### THE TASK
If a line in the entries below contains "TestSpec", copy it.

### Stored data entries
--- --- ---
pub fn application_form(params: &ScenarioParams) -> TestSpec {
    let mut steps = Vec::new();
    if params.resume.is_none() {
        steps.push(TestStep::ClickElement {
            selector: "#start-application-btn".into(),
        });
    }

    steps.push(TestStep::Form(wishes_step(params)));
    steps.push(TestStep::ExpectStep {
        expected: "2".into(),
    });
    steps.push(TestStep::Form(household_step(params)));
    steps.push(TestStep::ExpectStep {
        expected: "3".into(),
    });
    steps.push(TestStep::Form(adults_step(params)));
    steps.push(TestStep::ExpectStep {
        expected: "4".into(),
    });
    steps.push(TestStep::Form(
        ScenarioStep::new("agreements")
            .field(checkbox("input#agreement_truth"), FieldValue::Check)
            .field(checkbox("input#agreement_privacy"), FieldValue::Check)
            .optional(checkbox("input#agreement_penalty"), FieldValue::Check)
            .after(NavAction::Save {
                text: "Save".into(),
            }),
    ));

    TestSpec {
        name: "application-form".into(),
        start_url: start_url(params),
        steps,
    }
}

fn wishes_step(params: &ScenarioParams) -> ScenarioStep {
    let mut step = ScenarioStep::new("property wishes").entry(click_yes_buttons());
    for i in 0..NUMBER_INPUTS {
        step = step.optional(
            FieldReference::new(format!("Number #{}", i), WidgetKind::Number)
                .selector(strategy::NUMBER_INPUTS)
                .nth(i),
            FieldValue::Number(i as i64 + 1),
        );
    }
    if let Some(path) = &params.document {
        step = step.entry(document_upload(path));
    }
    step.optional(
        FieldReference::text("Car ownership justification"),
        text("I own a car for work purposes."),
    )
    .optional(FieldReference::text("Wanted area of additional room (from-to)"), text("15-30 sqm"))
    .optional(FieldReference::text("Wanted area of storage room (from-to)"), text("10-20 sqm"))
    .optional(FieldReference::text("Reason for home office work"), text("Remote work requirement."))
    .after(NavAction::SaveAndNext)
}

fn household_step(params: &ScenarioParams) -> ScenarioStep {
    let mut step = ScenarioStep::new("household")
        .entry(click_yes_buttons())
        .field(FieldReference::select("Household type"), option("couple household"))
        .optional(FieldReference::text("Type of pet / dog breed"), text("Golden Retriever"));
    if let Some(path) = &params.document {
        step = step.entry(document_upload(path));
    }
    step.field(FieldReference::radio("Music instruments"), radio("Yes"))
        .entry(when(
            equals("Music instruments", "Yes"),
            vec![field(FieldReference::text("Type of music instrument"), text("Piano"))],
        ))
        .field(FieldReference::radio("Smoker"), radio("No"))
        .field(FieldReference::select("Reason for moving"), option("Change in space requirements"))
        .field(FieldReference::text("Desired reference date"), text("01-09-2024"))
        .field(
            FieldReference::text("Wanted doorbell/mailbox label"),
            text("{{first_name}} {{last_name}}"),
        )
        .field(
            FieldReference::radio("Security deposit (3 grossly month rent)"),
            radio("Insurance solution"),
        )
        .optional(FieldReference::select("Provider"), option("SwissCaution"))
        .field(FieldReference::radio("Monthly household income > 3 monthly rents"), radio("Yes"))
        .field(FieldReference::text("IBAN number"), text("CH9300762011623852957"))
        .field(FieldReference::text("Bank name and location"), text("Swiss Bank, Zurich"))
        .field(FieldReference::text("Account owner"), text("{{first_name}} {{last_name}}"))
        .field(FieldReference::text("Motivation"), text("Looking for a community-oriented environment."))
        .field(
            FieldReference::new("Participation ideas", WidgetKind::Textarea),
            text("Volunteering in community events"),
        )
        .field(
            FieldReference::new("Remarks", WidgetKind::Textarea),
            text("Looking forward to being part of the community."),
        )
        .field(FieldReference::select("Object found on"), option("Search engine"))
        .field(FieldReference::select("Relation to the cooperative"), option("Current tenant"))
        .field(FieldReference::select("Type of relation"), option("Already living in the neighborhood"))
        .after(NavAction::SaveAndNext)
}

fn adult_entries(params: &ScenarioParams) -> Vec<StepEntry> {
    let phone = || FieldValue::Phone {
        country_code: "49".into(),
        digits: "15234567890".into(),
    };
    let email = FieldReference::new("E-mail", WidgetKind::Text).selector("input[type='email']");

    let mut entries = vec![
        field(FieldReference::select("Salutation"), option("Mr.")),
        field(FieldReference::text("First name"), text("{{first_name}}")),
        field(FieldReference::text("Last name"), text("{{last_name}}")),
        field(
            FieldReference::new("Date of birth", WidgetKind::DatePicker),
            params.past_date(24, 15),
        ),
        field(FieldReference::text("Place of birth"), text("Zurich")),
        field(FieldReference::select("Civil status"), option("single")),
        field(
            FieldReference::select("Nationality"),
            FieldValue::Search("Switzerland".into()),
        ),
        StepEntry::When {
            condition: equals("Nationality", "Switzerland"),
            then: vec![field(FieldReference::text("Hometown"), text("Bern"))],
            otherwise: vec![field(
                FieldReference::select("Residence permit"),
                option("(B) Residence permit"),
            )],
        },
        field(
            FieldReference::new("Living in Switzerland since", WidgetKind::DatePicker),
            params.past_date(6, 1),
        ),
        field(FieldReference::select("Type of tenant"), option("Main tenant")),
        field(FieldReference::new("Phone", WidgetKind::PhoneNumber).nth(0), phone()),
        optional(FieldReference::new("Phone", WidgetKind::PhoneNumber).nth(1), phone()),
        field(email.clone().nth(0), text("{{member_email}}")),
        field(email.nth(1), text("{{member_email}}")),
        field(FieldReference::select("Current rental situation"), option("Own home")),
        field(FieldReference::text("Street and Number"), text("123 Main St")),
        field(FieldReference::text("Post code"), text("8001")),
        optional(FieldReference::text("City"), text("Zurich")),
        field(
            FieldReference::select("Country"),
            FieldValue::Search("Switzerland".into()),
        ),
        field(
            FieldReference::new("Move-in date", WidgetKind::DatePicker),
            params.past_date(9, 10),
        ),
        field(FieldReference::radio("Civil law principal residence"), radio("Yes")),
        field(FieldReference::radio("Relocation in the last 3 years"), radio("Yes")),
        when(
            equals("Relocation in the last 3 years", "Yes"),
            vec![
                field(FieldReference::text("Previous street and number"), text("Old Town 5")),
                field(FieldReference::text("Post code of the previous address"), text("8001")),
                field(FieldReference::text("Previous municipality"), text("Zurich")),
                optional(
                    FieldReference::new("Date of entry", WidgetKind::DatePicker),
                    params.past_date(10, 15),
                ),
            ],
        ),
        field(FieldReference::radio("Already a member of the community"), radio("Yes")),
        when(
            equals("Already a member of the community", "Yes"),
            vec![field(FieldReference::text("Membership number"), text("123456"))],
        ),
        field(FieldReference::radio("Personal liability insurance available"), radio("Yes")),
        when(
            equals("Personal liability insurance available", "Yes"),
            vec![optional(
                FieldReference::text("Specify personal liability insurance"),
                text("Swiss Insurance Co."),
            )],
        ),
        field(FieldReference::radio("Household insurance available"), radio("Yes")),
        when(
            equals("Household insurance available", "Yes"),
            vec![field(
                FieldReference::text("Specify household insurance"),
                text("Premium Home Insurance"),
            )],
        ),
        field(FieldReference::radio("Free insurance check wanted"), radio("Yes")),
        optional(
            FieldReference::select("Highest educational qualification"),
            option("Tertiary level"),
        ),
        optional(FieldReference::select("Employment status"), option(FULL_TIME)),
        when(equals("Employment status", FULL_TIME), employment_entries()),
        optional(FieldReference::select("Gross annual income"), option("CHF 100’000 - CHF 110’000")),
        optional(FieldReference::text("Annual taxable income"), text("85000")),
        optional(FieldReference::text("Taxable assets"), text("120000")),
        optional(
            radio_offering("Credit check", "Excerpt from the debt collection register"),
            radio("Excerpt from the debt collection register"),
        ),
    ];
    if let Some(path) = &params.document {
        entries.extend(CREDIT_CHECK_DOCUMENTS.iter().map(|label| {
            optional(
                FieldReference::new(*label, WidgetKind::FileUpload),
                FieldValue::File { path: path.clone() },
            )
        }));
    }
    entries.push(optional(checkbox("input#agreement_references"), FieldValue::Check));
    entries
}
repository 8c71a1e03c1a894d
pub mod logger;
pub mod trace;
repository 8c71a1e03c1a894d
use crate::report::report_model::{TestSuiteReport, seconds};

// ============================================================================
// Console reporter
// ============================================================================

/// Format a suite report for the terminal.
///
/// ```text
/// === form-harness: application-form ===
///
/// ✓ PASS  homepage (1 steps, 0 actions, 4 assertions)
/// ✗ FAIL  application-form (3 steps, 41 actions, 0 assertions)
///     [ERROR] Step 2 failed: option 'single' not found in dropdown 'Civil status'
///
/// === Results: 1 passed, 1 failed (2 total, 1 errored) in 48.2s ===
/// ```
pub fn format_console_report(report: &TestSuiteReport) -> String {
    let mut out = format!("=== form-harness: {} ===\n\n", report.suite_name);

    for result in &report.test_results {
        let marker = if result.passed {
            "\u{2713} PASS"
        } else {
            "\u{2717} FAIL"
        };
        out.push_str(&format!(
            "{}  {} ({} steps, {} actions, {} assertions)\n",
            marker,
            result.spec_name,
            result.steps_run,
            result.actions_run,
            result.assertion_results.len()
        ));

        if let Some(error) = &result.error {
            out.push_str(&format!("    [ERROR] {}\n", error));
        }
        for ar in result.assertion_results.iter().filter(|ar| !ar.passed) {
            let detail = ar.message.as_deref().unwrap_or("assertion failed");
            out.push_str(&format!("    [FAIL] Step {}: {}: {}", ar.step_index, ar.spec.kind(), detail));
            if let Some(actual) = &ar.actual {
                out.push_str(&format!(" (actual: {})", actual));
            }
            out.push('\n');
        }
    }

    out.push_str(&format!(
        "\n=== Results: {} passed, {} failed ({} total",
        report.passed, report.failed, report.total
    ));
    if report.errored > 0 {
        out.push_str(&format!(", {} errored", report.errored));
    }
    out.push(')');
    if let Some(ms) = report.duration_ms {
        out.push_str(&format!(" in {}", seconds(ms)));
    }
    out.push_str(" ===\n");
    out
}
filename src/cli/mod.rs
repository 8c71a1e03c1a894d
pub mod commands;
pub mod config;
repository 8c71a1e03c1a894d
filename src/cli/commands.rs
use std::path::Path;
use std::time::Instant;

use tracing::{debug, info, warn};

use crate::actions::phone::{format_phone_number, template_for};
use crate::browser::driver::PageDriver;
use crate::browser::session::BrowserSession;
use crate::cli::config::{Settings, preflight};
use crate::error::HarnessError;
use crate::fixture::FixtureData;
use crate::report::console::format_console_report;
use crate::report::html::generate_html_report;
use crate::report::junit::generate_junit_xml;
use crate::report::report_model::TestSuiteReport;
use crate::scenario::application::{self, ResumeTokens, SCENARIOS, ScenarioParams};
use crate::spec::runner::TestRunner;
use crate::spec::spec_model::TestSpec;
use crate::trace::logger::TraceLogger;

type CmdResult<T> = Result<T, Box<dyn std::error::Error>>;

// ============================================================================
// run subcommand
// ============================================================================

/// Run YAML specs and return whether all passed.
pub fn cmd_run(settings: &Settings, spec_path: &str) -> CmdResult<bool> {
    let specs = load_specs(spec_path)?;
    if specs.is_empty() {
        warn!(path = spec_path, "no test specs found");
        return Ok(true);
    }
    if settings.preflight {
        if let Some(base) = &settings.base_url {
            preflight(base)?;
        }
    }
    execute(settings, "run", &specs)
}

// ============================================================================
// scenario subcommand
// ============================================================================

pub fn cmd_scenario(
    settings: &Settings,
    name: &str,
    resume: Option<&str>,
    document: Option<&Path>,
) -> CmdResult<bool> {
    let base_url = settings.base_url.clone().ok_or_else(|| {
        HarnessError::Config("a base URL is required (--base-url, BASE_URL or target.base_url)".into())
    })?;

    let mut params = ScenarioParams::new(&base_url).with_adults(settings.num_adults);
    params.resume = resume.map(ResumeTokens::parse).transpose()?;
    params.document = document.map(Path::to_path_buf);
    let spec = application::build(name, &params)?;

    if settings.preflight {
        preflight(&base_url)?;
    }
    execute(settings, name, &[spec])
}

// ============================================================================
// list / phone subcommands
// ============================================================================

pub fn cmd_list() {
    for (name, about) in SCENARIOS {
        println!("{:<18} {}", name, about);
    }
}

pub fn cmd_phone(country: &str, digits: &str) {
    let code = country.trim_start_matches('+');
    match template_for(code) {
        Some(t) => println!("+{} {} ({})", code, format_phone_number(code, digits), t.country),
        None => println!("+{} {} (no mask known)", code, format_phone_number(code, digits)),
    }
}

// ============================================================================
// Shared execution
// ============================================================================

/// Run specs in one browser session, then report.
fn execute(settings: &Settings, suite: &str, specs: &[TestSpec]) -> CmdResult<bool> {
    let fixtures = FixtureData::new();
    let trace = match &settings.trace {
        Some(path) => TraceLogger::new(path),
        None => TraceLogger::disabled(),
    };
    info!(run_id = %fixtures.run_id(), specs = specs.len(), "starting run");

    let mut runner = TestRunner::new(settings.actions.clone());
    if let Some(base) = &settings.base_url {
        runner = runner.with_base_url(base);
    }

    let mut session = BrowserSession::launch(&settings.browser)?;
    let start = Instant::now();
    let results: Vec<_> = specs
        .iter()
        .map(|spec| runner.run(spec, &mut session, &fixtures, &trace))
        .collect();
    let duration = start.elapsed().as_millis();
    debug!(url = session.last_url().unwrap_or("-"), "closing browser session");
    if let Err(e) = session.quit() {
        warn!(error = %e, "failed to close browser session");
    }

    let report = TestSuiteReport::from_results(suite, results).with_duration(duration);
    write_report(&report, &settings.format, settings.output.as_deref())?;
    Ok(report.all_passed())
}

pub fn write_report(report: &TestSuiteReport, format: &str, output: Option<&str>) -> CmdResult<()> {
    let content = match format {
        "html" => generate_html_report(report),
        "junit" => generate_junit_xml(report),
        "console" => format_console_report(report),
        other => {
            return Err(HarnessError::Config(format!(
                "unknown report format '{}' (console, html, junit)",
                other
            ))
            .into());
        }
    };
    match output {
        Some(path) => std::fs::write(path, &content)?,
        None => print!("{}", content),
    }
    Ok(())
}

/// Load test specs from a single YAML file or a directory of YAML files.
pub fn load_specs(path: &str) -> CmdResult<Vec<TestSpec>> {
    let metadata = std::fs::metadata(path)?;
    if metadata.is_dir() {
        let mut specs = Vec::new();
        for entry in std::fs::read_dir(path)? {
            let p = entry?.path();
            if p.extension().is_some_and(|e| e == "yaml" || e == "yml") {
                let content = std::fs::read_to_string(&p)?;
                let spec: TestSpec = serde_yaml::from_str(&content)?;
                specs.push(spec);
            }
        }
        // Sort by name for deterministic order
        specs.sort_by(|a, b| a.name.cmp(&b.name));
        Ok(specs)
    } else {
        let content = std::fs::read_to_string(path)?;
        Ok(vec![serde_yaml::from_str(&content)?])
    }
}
--- --- ---
### ANSWER SECTION
pub fn application_form(params: &ScenarioParams) -> TestSpec {
    TestSpec {
use crate::spec::spec_model::TestSpec;
fn execute(settings: &Settings, suite: &str, specs: &[TestSpec]) -> CmdResult<bool> {
pub fn load_specs(path: &str) -> CmdResult<Vec<TestSpec>> {
                let spec: TestSpec = serde_yaml::from_str(&content)?;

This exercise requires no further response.